The merits of Leo Tolstoy in the development of the Russian language are undeniable. He was also a pacifist, hence the noun “толстовщина,” used by the Bolsheviks (the perjorative suffix “shch” underlined the Bolsheviks’ negative attitude to pacifism). Yet, strange as it may seem, there are not that many modern idiomatic phrases to be culled from Tolstoy’s works. This is probably because he was not so good at short, cut-in-stone phrases. Yet some of his shortest quotations are famous: Все счастливые семьи похожи друг на друга, каждая несчастливая семья несчастлива по-своему (All happy families resemble one another, but each unhappy family is unhappy in its own way – the opening line of Anna Karenina); Мы любим людей за то добро, которое им делаем и ненавидим их за то зло, которое им причиняем (We love people for the good we do to them and hate them for the evil we do to them).
Yet, Tolstoy’s contemporary, Anton Chekhov, was very good at literary bon mots.
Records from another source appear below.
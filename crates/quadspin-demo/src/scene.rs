use anyhow::{Context, Result};
use glam::Vec2;

use quadspin_engine::paint::Color;
use quadspin_engine::render::{
    RenderCtx, RenderTarget, ShaderProgram, Square, Text, TextStyle, Triangle,
};
use quadspin_engine::text::Font;

use crate::config::{DemoConfig, Shape};

/// Label center, below the shape.
const LABEL_POSITION: Vec2 = Vec2::new(0.0, -0.8);

enum ShapeNode {
    Square(Square),
    Triangle(Triangle),
}

/// Everything drawn each frame: one shape, then the label on top.
pub struct Scene {
    shape: ShapeNode,
    label: Text,
}

impl Scene {
    pub fn new(ctx: &RenderCtx<'_>, config: &DemoConfig) -> Result<Self> {
        let dir = config.shader_dir.as_path();
        let default = ShaderProgram::load(ctx.device, dir, "default")
            .context("failed to load the default material")?;
        let text = ShaderProgram::load(ctx.device, dir, "text")
            .context("failed to load the text material")?;

        let font = Font::load(config.font.as_deref()).context("failed to load a font for the label")?;

        let color = Color::from_srgb_u8(255, 140, 40, 255);
        let shape = match config.shape {
            Shape::Square => ShapeNode::Square(
                Square::new(ctx, &default, color).with_speed(config.spin_deg_per_sec),
            ),
            Shape::Triangle => ShapeNode::Triangle(Triangle::new(ctx, &default, color)),
        };

        let label = Text::new(
            ctx,
            &text,
            &font,
            TextStyle {
                position: LABEL_POSITION,
                ..TextStyle::new(config.label.as_str())
            },
        )?;

        let (w, h) = label.texture_size();
        log::info!("scene ready: {:?}, label {:?} ({w}x{h} px)", config.shape, config.label);

        Ok(Self { shape, label })
    }

    /// Advances animation by `dt` seconds.
    pub fn update(&mut self, dt: f32) {
        if let ShapeNode::Square(square) = &mut self.shape {
            square.advance(dt);
        }
    }

    pub fn render(&mut self, ctx: &RenderCtx<'_>, target: &mut RenderTarget<'_>) {
        match &mut self.shape {
            ShapeNode::Square(square) => square.render(ctx, target),
            ShapeNode::Triangle(triangle) => triangle.render(ctx, target),
        }
        self.label.render(ctx, target);
    }
}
You may already know his remark about “tainted sturgeon”: а осетрина- то с душком (to indicate a non-sequitor). And what about his famous краткость – сестра таланта (brevity is the sister of talent)? You can use this Chekh-ovian phrase as an apt excuse for writing too short an essay in high school, or when, say, proposing a very short toast. The title of Chekhov’s short story Человек в футляре (A Man in a Case) became an epithet for someone who lives only by strict regulations, never does anything on his own, and is afraid of showing initiative.
The title of Nikolai Gogol’s famous novel Мёртвые души (Dead Souls) is still used today to characterize different types of illegal schemes, e.g. whenever someone registers a firm under a non-existent name. A character in the novel, Manilov, loved to devise unrealistic projects which never came to fruition, hence the modern name for such schemes – маниловщина. In the play Ревизор (The Inspector General), one of Gogol’s heroes excuses himself for his corruption with the phrase: “Я беру взятки, но борзыми щенками” (“I take bribes, but in Borzoi puppies”). Today it is still said about corrupt apparatchiks who are embarrassed to take cash that they take bribes борзыми щенками, i.e. in kind.
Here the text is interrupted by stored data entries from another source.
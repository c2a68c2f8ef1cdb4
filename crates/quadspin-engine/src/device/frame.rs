/// One swapchain image plus the encoder recording into it.
///
/// Hand it back to [`Gpu::present`](super::Gpu::present) promptly; the next
/// image cannot be acquired while this one is held.
pub struct GpuFrame {
    pub surface_texture: wgpu::SurfaceTexture,
    pub view: wgpu::TextureView,
    pub encoder: wgpu::CommandEncoder,
}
In the Soviet era, they used to take food packages, bottles of cognac or perfumes in lieu of puppies. Today’s equivalent of борзые щенки would be gorgeous apartments and dachas, cars or stocks. To rephrase the famous saying, corruption is the mother of invention – witness the recent case of the “Union of Writers,” which drew the attention of Russia’s Prosecutor General for receiving sizeable “literary honorariums,” paid as advances, for a book on privatization that few expect to ever be written. And ex-St. Petersburg Mayor Anatoly Sobchak stands accused of having secured apartments for his relatives.
But, frankly, for all the brouhaha around such scandals, none among Russia’s rulers seems ready to prosecute the “writers” or St. Petersburg’s ex-mayor. First, because, as Gogol used to say, bribes in puppies is a whole different ball game. But, most importantly, because any schemes to put an end to corruption in Russia, unfortunately, look at best like маниловщина. Who would be fit to judge such things anyway?